The British Pest Control Association (BPCA) welcomed the research carried out by Harrow councillor Susan Hall, which revealed that more than one hundred complaints are made to London councils each day.

It sits alongside its own findings, which are released annually to assess the state of the UK’s pests.

Dee Ward-Thompson, technical manager at BPCA, said: “The presence of rats is an issue of national concern. BPCA represents more than 500 companies with extremely valuable expertise and we want that knowledge to contribute to local and national policy.

“Our survey is produced because we are concerned about how public sector cutbacks are affecting pest control provision.

“Councils and local authorities are having to make savings and we were getting a lot of reports that pest control services are being reduced or outsourced. We are keen to make sure that these changes don’t affect public health.”
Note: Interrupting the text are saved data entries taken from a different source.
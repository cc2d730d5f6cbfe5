//! Loaders that run one template and assemble its rows.

use std::sync::{Arc, Mutex, PoisonError};

use hydrate_core::{
    Connection, Cx, EntityPersister, EntityRef, Error, Identifier, IntegrityErrorKind,
    LockOptions, Outcome, batch_info_string,
};
use hydrate_query::{BatchSize, LoadTemplate, StatementCache};

use crate::Session;
use crate::assembler::Assembly;
use crate::exec;

/// Per-invocation bindings of a load.
#[derive(Debug, Clone, Default)]
pub struct QueryParameters {
    /// One identifier per restriction slot.
    pub ids: Vec<Identifier>,
    /// Instance to populate instead of instantiating one.
    pub optional_object: Option<EntityRef>,
    /// Identifier the optional object stands for.
    pub optional_id: Option<Identifier>,
    pub lock_options: LockOptions,
    /// Overrides the session's default read-only setting.
    pub read_only: Option<bool>,
}

impl QueryParameters {
    pub fn new(ids: Vec<Identifier>) -> Self {
        Self {
            ids,
            ..Default::default()
        }
    }

    #[must_use]
    pub fn optional_object(mut self, object: Option<EntityRef>, id: Option<Identifier>) -> Self {
        self.optional_object = object;
        self.optional_id = id;
        self
    }

    #[must_use]
    pub fn lock_options(mut self, lock_options: LockOptions) -> Self {
        self.lock_options = lock_options;
        self
    }

    #[must_use]
    pub fn read_only(mut self, read_only: Option<bool>) -> Self {
        self.read_only = read_only;
        self
    }
}

/// Runs one load template: a fixed batch size, or a dynamic restriction
/// expanded to the number of keys per call.
#[derive(Debug)]
pub struct EntityLoader {
    template: Arc<LoadTemplate>,
    /// Expanded statements of a dynamic template, keyed by key count.
    statements: Mutex<StatementCache>,
}

impl EntityLoader {
    pub fn new(template: LoadTemplate, statement_cache_size: usize) -> Self {
        Self {
            template: Arc::new(template),
            statements: Mutex::new(StatementCache::new(statement_cache_size)),
        }
    }

    pub fn template(&self) -> &LoadTemplate {
        &self.template
    }

    pub fn batch_size(&self) -> BatchSize {
        self.template.batch_size()
    }

    fn sql_for(&self, count: usize) -> hydrate_core::Result<String> {
        if let BatchSize::Fixed(_) = self.template.batch_size() {
            return self.template.sql_for_count(count);
        }
        let mut statements = self
            .statements
            .lock()
            .unwrap_or_else(PoisonError::into_inner);
        let key = count as u64;
        if let Some(sql) = statements.get(key) {
            return Ok(sql.to_string());
        }
        let sql = self.template.sql_for_count(count)?;
        Ok(statements.get_or_insert(key, || sql).to_string())
    }

    /// Load a single entity by identifier (or unique key).
    ///
    /// More than one row is only accepted when the template fetches a
    /// collection, since each element then repeats the owner.
    pub async fn load<C: Connection>(
        &self,
        cx: &Cx,
        session: &mut Session<C>,
        persister: &EntityPersister,
        parameters: QueryParameters,
    ) -> Outcome<Option<EntityRef>, Error> {
        let Some(id) = parameters.ids.first().cloned() else {
            return Outcome::Ok(None);
        };
        let descriptor = format!(
            "could not load an entity: {}",
            persister.entity_key(id.clone())
        );
        let (rows, roots) =
            try_outcome!(self.execute(cx, session, &parameters, &descriptor).await);
        if rows > 1 && !self.template.has_collection_owners() {
            return Outcome::Err(Error::integrity(
                IntegrityErrorKind::NonUniqueResult,
                persister.entity_name(),
                Some(id.to_string()),
                "more than one row with the given identifier was found",
            ));
        }
        Outcome::Ok(roots.into_iter().next())
    }

    /// Load every key in `parameters.ids` with one statement. Results are
    /// distinct instances in row order.
    pub async fn load_batch<C: Connection>(
        &self,
        cx: &Cx,
        session: &mut Session<C>,
        persister: &EntityPersister,
        parameters: QueryParameters,
    ) -> Outcome<Vec<EntityRef>, Error> {
        let descriptor = format!(
            "could not load an entity batch: {}",
            batch_info_string(persister.entity_name(), &parameters.ids)
        );
        let (_, roots) = try_outcome!(self.execute(cx, session, &parameters, &descriptor).await);
        let mut distinct: Vec<EntityRef> = Vec::with_capacity(roots.len());
        for root in roots {
            if !distinct.iter().any(|e| e.same(&root)) {
                distinct.push(root);
            }
        }
        Outcome::Ok(distinct)
    }

    /// Run the statement and assemble; returns the row count and the root
    /// entity of every row.
    async fn execute<C: Connection>(
        &self,
        cx: &Cx,
        session: &mut Session<C>,
        parameters: &QueryParameters,
        descriptor: &str,
    ) -> Outcome<(usize, Vec<EntityRef>), Error> {
        let sql = try_result!(self.sql_for(parameters.ids.len()));
        let params = try_result!(self.template.bind(&parameters.ids));
        let factory = Arc::clone(&session.factory);
        let dialect = self.template.dialect();

        let rows = try_outcome!(exec::translated(
            exec::query(cx, &session.connection, factory.statistics(), &sql, &params).await,
            dialect,
            &sql,
            descriptor,
        ));
        factory.statistics().entity_fetched();
        tracing::debug!(
            entity = self.template.entity_name(),
            keys = parameters.ids.len(),
            rows = rows.len(),
            "loaded rows"
        );

        let assembly = Assembly {
            factory: &factory,
            context: &mut session.context,
            config: &session.config,
            template: &self.template,
            parameters,
        };
        let roots = try_result!(assembly.assemble(&rows));
        Outcome::Ok((rows.len(), roots))
    }
}
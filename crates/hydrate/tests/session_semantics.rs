mod common;

use asupersync::runtime::RuntimeBuilder;
use hydrate::prelude::*;
use hydrate::{
    EntityStatus, FetchMode, FetchProfile, IntegrityErrorKind, LoadOutcome, LoadRequest, LoadType,
    QueryErrorKind,
};

use common::{
    ScriptedConnection, animal_factory, animal_row, expect_err, factory_with, joined_team_factory,
    people_factory, people_metamodel, person_row, person_with_team_row, team_member_row,
    team_members_factory, unwrap_outcome,
};

#[test]
fn translated_errors_name_the_entity_and_release_the_statement() {
    let rt = RuntimeBuilder::current_thread()
        .build()
        .expect("create asupersync runtime");
    let cx = Cx::for_testing();

    rt.block_on(async {
        let conn =
            ScriptedConnection::new().fail_on("from people", "deadlock detected", Some("40P01"));
        let factory = people_factory(1, BatchFetchStyle::Padded);
        let mut session = factory.open_session(conn.clone());

        let err = expect_err(session.load(&cx, "Person", 42_i64).await);
        let Error::Query(query) = &err else {
            panic!("expected a query error, got {err:?}");
        };
        assert_eq!(query.kind, QueryErrorKind::Deadlock);
        assert_eq!(query.message, "could not load an entity: [Person#42]");
        assert_eq!(query.detail.as_deref(), Some("deadlock detected"));
        assert!(query.sql.as_deref().is_some_and(|sql| sql.contains("from people")));
        assert!(err.is_retryable());
        assert_eq!(conn.open_statements(), 0);
        assert!(session.persistence_context().is_empty());
    });
}

#[test]
fn batch_errors_describe_every_key() {
    let rt = RuntimeBuilder::current_thread()
        .build()
        .expect("create asupersync runtime");
    let cx = Cx::for_testing();

    rt.block_on(async {
        let conn = ScriptedConnection::new().fail_on("from people", "boom", None);
        let factory = people_factory(10, BatchFetchStyle::Dynamic);
        let mut session = factory.open_session(conn.clone());
        for id in 1..=3_i64 {
            session.register_proxy("Person", id).expect("proxy");
        }

        let err = expect_err(session.load(&cx, "Person", 2_i64).await);
        let Error::Query(query) = &err else {
            panic!("expected a query error, got {err:?}");
        };
        assert_eq!(query.message, "could not load an entity batch: [Person#<2, 1, 3>]");
        assert_eq!(conn.open_statements(), 0);
    });
}

#[test]
fn duplicate_rows_for_one_identifier_are_rejected() {
    let rt = RuntimeBuilder::current_thread()
        .build()
        .expect("create asupersync runtime");
    let cx = Cx::for_testing();

    rt.block_on(async {
        let conn = ScriptedConnection::new().rows(
            "from people",
            vec![person_row(42, "Ada", None), person_row(42, "Ada", None)],
        );
        let factory = people_factory(1, BatchFetchStyle::Padded);
        let mut session = factory.open_session(conn);

        let err = expect_err(session.load(&cx, "Person", 42_i64).await);
        assert_eq!(err.integrity_kind(), Some(IntegrityErrorKind::NonUniqueResult));
    });
}

#[test]
fn joined_collections_repeat_the_owner_without_error() {
    let rt = RuntimeBuilder::current_thread()
        .build()
        .expect("create asupersync runtime");
    let cx = Cx::for_testing();

    rt.block_on(async {
        let conn = ScriptedConnection::new().rows(
            "from teams",
            vec![
                team_member_row(1, "Engines", 10, "Ada"),
                team_member_row(1, "Engines", 11, "Charles"),
            ],
        );
        let factory = team_members_factory();
        let mut session = factory.open_session(conn.clone());

        let team = unwrap_outcome(session.load(&cx, "Team", 1_i64).await);
        let members = team.collection(1).expect("members fetched");
        assert_eq!(members.len(), 2);
        assert!(members.iter().all(EntityRef::is_initialized));
        assert_eq!(members[1].basic(0), Some(Value::Text("Charles".to_string())));

        let (sql, _) = conn.last_statement();
        assert!(sql.contains(" left outer join members members1_ on team0_.id=members1_.team_id"), "{sql}");
        assert_eq!(conn.statement_count(), 1);
    });
}

#[test]
fn join_fetched_references_arrive_initialized() {
    let rt = RuntimeBuilder::current_thread()
        .build()
        .expect("create asupersync runtime");
    let cx = Cx::for_testing();

    rt.block_on(async {
        let conn = ScriptedConnection::new().rows(
            "from people",
            vec![person_with_team_row(1, "Ada", 7, "Engines")],
        );
        let factory = joined_team_factory();
        let mut session = factory.open_session(conn.clone());

        let person = unwrap_outcome(session.load(&cx, "Person", 1_i64).await);
        let team = person.to_one(1).expect("team");
        assert!(team.is_initialized());
        assert_eq!(team.basic(0), Some(Value::Text("Engines".to_string())));

        // The team is now managed too.
        let again = unwrap_outcome(session.load(&cx, "Team", 7_i64).await);
        assert!(again.same(&team));
        assert_eq!(conn.statement_count(), 1);
    });
}

#[test]
fn fetch_profiles_turn_selects_into_joins() {
    let rt = RuntimeBuilder::current_thread()
        .build()
        .expect("create asupersync runtime");
    let cx = Cx::for_testing();

    rt.block_on(async {
        let conn = ScriptedConnection::new().rows(
            "from people",
            vec![person_with_team_row(1, "Ada", 7, "Engines")],
        );
        let metamodel = Metamodel::builder()
            .entity(
                EntityPersister::builder("Person", "people")
                    .property(PropertyMapping::basic("name", "name"))
                    .property(
                        PropertyMapping::many_to_one("team", "Team", &["team_id"])
                            .fetch(FetchMode::Select),
                    ),
            )
            .entity(
                EntityPersister::builder("Team", "teams")
                    .property(PropertyMapping::basic("name", "name")),
            )
            .fetch_profile(FetchProfile::new("with-team").join("Person", "team"))
            .build()
            .expect("valid mapping");
        let factory = factory_with(metamodel, Settings::new());
        let mut session = factory.open_session(conn.clone());

        let err = session.enable_fetch_profile("nope").expect_err("unknown profile");
        assert!(err.mapping_kind().is_some());

        session.enable_fetch_profile("with-team").expect("known profile");
        let person = unwrap_outcome(session.load(&cx, "Person", 1_i64).await);
        assert!(person.to_one(1).expect("team").is_initialized());

        let (sql, _) = conn.last_statement();
        assert!(sql.contains(" join teams team1_ on person0_.team_id=team1_.id"), "{sql}");
    });
}

#[test]
fn subclass_loads_check_the_managed_class() {
    let rt = RuntimeBuilder::current_thread()
        .build()
        .expect("create asupersync runtime");
    let cx = Cx::for_testing();

    rt.block_on(async {
        let conn = ScriptedConnection::new().rows(
            "from animals dog0_",
            vec![animal_row("dog0_", 1, "Rex", "D")],
        );
        let factory = animal_factory();
        let mut session = factory.open_session(conn.clone());

        let dog = unwrap_outcome(session.load(&cx, "Dog", 1_i64).await);
        assert_eq!(dog.entity_name(), "Dog");
        let (sql, _) = conn.last_statement();
        assert!(sql.ends_with(" where dog0_.id = $1 and dog0_.kind in ('D')"), "{sql}");

        // The superclass resolves to the managed subclass instance.
        let animal = unwrap_outcome(session.load(&cx, "Animal", 1_i64).await);
        assert!(animal.same(&dog));

        let err = expect_err(session.load(&cx, "Cat", 1_i64).await);
        assert_eq!(err.integrity_kind(), Some(IntegrityErrorKind::WrongClass));

        let outcome = unwrap_outcome(
            session
                .load_outcome(&cx, &LoadRequest::new("Cat", 1_i64), LoadType::GET)
                .await,
        );
        assert!(matches!(outcome, LoadOutcome::Inconsistent(_)));
        assert_eq!(conn.statement_count(), 1);
    });
}

#[test]
fn deleted_entities_hide_from_get_but_not_from_internal_loads() {
    let rt = RuntimeBuilder::current_thread()
        .build()
        .expect("create asupersync runtime");
    let cx = Cx::for_testing();

    rt.block_on(async {
        let conn = ScriptedConnection::new().table(
            "from people",
            "person0__id",
            vec![person_row(1, "Ada", None)],
        );
        let factory = factory_with(people_metamodel(1), Settings::new());
        let mut session = factory.open_session(conn.clone());
        let ada = unwrap_outcome(session.load(&cx, "Person", 1_i64).await);

        session.delete_local(&ada).expect("managed");
        assert_eq!(session.entity_status(&ada), Some(EntityStatus::Deleted));
        assert!(unwrap_outcome(session.get(&cx, "Person", 1_i64).await).is_none());

        let request = LoadRequest::new("Person", 1_i64);
        let outcome = unwrap_outcome(
            session
                .load_outcome(&cx, &request, LoadType::INTERNAL_LOAD_EAGER)
                .await,
        );
        assert!(outcome.entity().is_some_and(|e| e.same(&ada)));
        assert_eq!(conn.statement_count(), 1);
    });
}

#[test]
fn evicted_entities_reload_as_new_instances() {
    let rt = RuntimeBuilder::current_thread()
        .build()
        .expect("create asupersync runtime");
    let cx = Cx::for_testing();

    rt.block_on(async {
        let conn = ScriptedConnection::new().table(
            "from people",
            "person0__id",
            vec![person_row(1, "Ada", None)],
        );
        let factory = factory_with(people_metamodel(1), Settings::new());
        let mut session = factory.open_session(conn.clone());
        let first = unwrap_outcome(session.load(&cx, "Person", 1_i64).await);

        session.evict(&first).expect("managed");
        assert!(!session.contains(&first));

        let second = unwrap_outcome(session.load(&cx, "Person", 1_i64).await);
        assert!(!second.same(&first));
        assert!(second.attributes_equal(&first));
        assert_eq!(conn.statement_count(), 2);
    });
}

#[test]
fn natural_keys_load_through_the_unique_key_loader() {
    let rt = RuntimeBuilder::current_thread()
        .build()
        .expect("create asupersync runtime");
    let cx = Cx::for_testing();

    rt.block_on(async {
        let conn = ScriptedConnection::new().table(
            "from people",
            "person0__name",
            vec![person_row(1, "Ada", None), person_row(2, "Grace", None)],
        );
        let factory = factory_with(people_metamodel(1), Settings::new());
        let mut session = factory.open_session(conn.clone());

        let grace = unwrap_outcome(session.find_by_natural_key(&cx, "Person", "name", "Grace").await)
            .expect("row exists");
        assert_eq!(grace.identifier(), &Identifier::from(2_i64));
        let (sql, _) = conn.last_statement();
        assert!(sql.ends_with(" where person0_.name = $1"), "{sql}");

        // The identity map now answers by identifier.
        let by_id = unwrap_outcome(session.load(&cx, "Person", 2_i64).await);
        assert!(by_id.same(&grace));

        let missing =
            unwrap_outcome(session.find_by_natural_key(&cx, "Person", "name", "Linus").await);
        assert!(missing.is_none());
        assert_eq!(conn.statement_count(), 2);
    });
}

#[test]
fn read_only_sessions_mark_loaded_entities() {
    let rt = RuntimeBuilder::current_thread()
        .build()
        .expect("create asupersync runtime");
    let cx = Cx::for_testing();

    rt.block_on(async {
        let conn = ScriptedConnection::new().table(
            "from people",
            "person0__id",
            vec![person_row(1, "Ada", None)],
        );
        let factory = factory_with(people_metamodel(1), Settings::new());
        let mut session =
            factory.open_session_with(conn, SessionConfig::new().default_read_only(true));
        let ada = unwrap_outcome(session.load(&cx, "Person", 1_i64).await);
        assert_eq!(session.entity_status(&ada), Some(EntityStatus::ReadOnly));
    });
}
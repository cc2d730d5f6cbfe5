mod common;

use asupersync::runtime::RuntimeBuilder;
use hydrate::prelude::*;

use common::{ScriptedConnection, factory_with, ids, people_metamodel, person_row, unwrap_outcome};

fn connection() -> ScriptedConnection {
    ScriptedConnection::new().table(
        "from people",
        "person0__id",
        vec![
            person_row(1, "Ada", None),
            person_row(2, "Grace", None),
            person_row(3, "Barbara", None),
        ],
    )
}

fn identifier_of(entity: Option<&EntityRef>) -> Option<Identifier> {
    entity.map(|e| e.identifier().clone())
}

#[test]
fn ordered_results_line_up_with_the_request() {
    let rt = RuntimeBuilder::current_thread()
        .build()
        .expect("create asupersync runtime");
    let cx = Cx::for_testing();

    rt.block_on(async {
        let conn = connection();
        let factory = factory_with(people_metamodel(1), Settings::new());
        let mut session = factory.open_session(conn.clone());

        let results = unwrap_outcome(
            session
                .multi_load(&cx, "Person", &ids(&[3, 99, 1]), &MultiLoadOptions::new())
                .await,
        );
        assert_eq!(results.len(), 3);
        assert_eq!(identifier_of(results[0].as_ref()), Some(Identifier::from(3_i64)));
        assert!(results[1].is_none());
        assert_eq!(identifier_of(results[2].as_ref()), Some(Identifier::from(1_i64)));

        assert_eq!(conn.statement_count(), 1);
        let (sql, _) = conn.last_statement();
        assert!(sql.contains(" in ($1, $2, $3)"), "{sql}");
    });
}

#[test]
fn unordered_results_hold_only_what_was_found() {
    let rt = RuntimeBuilder::current_thread()
        .build()
        .expect("create asupersync runtime");
    let cx = Cx::for_testing();

    rt.block_on(async {
        let factory = factory_with(people_metamodel(1), Settings::new());
        let mut session = factory.open_session(connection());

        let results = unwrap_outcome(
            session
                .multi_load(
                    &cx,
                    "Person",
                    &ids(&[3, 99, 1]),
                    &MultiLoadOptions::new().ordered(false),
                )
                .await,
        );
        assert_eq!(results.len(), 2);
        assert!(results.iter().all(Option::is_some));
    });
}

#[test]
fn explicit_batch_size_splits_statements() {
    let rt = RuntimeBuilder::current_thread()
        .build()
        .expect("create asupersync runtime");
    let cx = Cx::for_testing();

    rt.block_on(async {
        let conn = connection();
        let factory = factory_with(people_metamodel(1), Settings::new());
        let mut session = factory.open_session(conn.clone());

        let results = unwrap_outcome(
            session
                .multi_load(
                    &cx,
                    "Person",
                    &ids(&[1, 2, 3]),
                    &MultiLoadOptions::new().batch_size(2),
                )
                .await,
        );
        assert!(results.iter().all(Option::is_some));

        let statements = conn.statements();
        assert_eq!(statements.len(), 2);
        assert_eq!(statements[0].1.len(), 2);
        assert_eq!(statements[1].1.len(), 1);
    });
}

#[test]
fn session_checking_answers_from_the_identity_map() {
    let rt = RuntimeBuilder::current_thread()
        .build()
        .expect("create asupersync runtime");
    let cx = Cx::for_testing();

    rt.block_on(async {
        let conn = connection();
        let factory = factory_with(people_metamodel(1), Settings::new());
        let mut session = factory.open_session(conn.clone());
        let ada = unwrap_outcome(session.load(&cx, "Person", 1_i64).await);
        let grace = unwrap_outcome(session.load(&cx, "Person", 2_i64).await);
        assert_eq!(conn.statement_count(), 2);

        let options = MultiLoadOptions::new().session_checking(true);
        let results = unwrap_outcome(
            session
                .multi_load(&cx, "Person", &ids(&[2, 1]), &options)
                .await,
        );
        assert!(results[0].as_ref().is_some_and(|e| e.same(&grace)));
        assert!(results[1].as_ref().is_some_and(|e| e.same(&ada)));
        assert_eq!(conn.statement_count(), 2);
    });
}

#[test]
fn deleted_entities_are_returned_only_on_request() {
    let rt = RuntimeBuilder::current_thread()
        .build()
        .expect("create asupersync runtime");
    let cx = Cx::for_testing();

    rt.block_on(async {
        let conn = connection();
        let factory = factory_with(people_metamodel(1), Settings::new());
        let mut session = factory.open_session(conn.clone());
        let ada = unwrap_outcome(session.load(&cx, "Person", 1_i64).await);
        session.delete_local(&ada).expect("managed");

        let hidden = unwrap_outcome(
            session
                .multi_load(
                    &cx,
                    "Person",
                    &ids(&[1]),
                    &MultiLoadOptions::new().session_checking(true),
                )
                .await,
        );
        assert!(hidden[0].is_none());

        let shown = unwrap_outcome(
            session
                .multi_load(
                    &cx,
                    "Person",
                    &ids(&[1]),
                    &MultiLoadOptions::new()
                        .session_checking(true)
                        .return_deleted(true),
                )
                .await,
        );
        assert!(shown[0].as_ref().is_some_and(|e| e.same(&ada)));

        // Without session checking a pending delete still hides the row.
        let unchecked = unwrap_outcome(
            session
                .multi_load(&cx, "Person", &ids(&[1]), &MultiLoadOptions::new())
                .await,
        );
        assert!(unchecked[0].is_none());
        assert_eq!(conn.statement_count(), 1);
    });
}
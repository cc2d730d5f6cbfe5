//! Core types for Hydrate.
//!
//! This crate provides the vocabulary shared by the query builder and the
//! session:
//!
//! - `Value`, `Row` and `Identifier`/`EntityKey` for data and identity
//! - `EntityPersister` and `Metamodel` for runtime mapping metadata
//! - `Entity`/`EntityRef` for dynamic, shareable instances
//! - `Connection` and `Dialect` for talking to the database
//! - second-level cache entries, statistics and the error type
//! - `Outcome` and `Cx` re-exported from asupersync for cancel-correct operations

// Re-export asupersync primitives for structured concurrency
pub use asupersync::{Budget, Cx, Outcome};

pub mod cache;
pub mod connection;
pub mod dialect;
pub mod entity;
pub mod error;
pub mod fetch;
pub mod identifier;
pub mod lock;
pub mod metamodel;
pub mod persister;
pub mod row;
pub mod statistics;
pub mod value;

pub use cache::{
    CacheEntry, CacheKey, CacheMode, CachedValue, EntityDataAccess, InMemoryEntityRegion,
    StructuredCacheEntry,
};
pub use connection::{Connection, PreparedStatement};
pub use dialect::{BatchLoadSizingStrategy, Dialect};
pub use entity::{CollectionValue, Entity, EntityRef, PropertyValue};
pub use error::{
    ConfigError, ConnectionError, ConnectionErrorKind, Error, IntegrityError, IntegrityErrorKind,
    MappingError, MappingErrorKind, QueryError, QueryErrorKind, Result, TypeError,
};
pub use fetch::{
    CascadeStyle, CascadingAction, Fetch, FetchMode, FetchProfile, FetchStyle,
    InternalFetchProfile, LoadQueryInfluencers,
};
pub use identifier::{EntityKey, Identifier, batch_info_string};
pub use lock::{LockMode, LockOptions, LockTimeout};
pub use metamodel::{Metamodel, MetamodelBuilder};
pub use persister::{
    CacheSettings, CollectionElement, CollectionMapping, Discriminator, EntityPersister,
    EntityPersisterBuilder, FilterMapping, ForeignKeyDirection, IdComponent, IdentifierType,
    PropertyKind, PropertyMapping, ToOneKind, ToOneMapping,
};
pub use row::{ColumnInfo, FromValue, Row};
pub use statistics::{RegionStatistics, Statistics, StatisticsSnapshot};
pub use value::Value;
The body noted how, as well as being a nuisance, rats and mice can carry harmful diseases that can be easily spread to humans through their urine.

It added how reports of problems are likely to increase as temperatures drop during the winter months.

Pests seeking shelter, combined with the increase in food and waste over the festive period, means complaints could “soar”.

BPCA advises that residents inspect their properties thoroughly and seal up any potential gaps which could be utilised by rats.

Bins should be well-maintained and leftover food should be thrown away immediately.

It also suggests that drain coverings are routinely looked at and outdoor areas kept clean to reduce the possibility of nesting sites.